Your assignment => Where the string "exists" occurs in a line of the entries below, copy that line.

[Items from a dataset]
§

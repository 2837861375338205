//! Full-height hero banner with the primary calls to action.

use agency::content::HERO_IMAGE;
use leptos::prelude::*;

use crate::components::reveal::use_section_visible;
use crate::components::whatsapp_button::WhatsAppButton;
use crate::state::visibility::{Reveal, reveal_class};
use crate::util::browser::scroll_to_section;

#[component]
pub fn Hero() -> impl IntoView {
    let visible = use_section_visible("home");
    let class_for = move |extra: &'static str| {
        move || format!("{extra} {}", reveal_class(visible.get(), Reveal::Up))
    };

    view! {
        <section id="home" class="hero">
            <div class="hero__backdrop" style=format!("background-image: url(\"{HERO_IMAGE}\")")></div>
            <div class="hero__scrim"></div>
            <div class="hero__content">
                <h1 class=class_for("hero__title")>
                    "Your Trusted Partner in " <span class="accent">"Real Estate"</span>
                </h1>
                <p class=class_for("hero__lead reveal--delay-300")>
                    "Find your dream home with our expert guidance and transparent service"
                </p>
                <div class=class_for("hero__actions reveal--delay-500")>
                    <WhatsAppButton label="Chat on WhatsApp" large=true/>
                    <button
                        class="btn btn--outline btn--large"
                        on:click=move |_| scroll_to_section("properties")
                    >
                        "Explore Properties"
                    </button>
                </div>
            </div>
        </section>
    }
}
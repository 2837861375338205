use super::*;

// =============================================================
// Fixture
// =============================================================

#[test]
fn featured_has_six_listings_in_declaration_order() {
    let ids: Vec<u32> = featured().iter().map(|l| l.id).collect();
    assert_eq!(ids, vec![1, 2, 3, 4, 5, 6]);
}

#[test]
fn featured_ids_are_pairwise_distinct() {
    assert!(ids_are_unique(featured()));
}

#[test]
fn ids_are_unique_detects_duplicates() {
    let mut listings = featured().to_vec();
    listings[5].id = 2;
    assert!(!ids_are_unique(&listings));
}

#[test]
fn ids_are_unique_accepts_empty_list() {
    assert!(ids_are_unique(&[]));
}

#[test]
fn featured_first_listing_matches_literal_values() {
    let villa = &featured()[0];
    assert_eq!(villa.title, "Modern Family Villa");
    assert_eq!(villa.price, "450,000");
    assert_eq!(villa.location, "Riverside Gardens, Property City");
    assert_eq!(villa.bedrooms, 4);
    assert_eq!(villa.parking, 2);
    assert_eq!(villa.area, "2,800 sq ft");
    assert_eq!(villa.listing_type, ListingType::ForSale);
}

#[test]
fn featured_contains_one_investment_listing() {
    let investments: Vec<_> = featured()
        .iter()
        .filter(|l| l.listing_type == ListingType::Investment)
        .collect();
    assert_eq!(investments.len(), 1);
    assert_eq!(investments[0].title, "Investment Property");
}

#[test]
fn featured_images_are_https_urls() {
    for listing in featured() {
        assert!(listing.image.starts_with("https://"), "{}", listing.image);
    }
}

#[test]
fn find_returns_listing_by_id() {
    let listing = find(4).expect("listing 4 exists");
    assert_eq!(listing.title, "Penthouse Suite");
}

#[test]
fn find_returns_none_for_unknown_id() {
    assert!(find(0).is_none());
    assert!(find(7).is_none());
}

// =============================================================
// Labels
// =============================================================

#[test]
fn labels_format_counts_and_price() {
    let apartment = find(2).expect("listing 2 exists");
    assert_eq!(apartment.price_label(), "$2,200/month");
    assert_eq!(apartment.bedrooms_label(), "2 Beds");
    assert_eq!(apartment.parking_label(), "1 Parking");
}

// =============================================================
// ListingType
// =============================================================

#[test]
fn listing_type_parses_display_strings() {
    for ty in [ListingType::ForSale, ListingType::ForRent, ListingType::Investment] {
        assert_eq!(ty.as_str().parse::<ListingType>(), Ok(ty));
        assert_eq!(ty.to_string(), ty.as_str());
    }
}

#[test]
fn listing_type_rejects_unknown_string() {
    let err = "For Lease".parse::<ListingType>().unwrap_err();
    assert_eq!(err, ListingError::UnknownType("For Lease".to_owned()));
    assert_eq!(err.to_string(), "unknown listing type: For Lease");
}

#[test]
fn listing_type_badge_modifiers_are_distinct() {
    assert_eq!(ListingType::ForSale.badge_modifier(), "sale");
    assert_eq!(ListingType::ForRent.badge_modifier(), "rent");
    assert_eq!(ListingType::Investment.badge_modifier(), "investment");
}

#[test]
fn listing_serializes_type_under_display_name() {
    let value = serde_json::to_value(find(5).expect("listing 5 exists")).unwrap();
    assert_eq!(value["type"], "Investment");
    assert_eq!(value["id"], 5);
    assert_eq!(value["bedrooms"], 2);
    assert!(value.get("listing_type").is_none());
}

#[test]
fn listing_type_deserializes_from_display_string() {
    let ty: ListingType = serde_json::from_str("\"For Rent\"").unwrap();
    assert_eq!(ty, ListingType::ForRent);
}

§

Completed exercise =>
    let listing = find(4).expect("listing 4 exists");
    let apartment = find(2).expect("listing 2 exists");
    let value = serde_json::to_value(find(5).expect("listing 5 exists")).unwrap();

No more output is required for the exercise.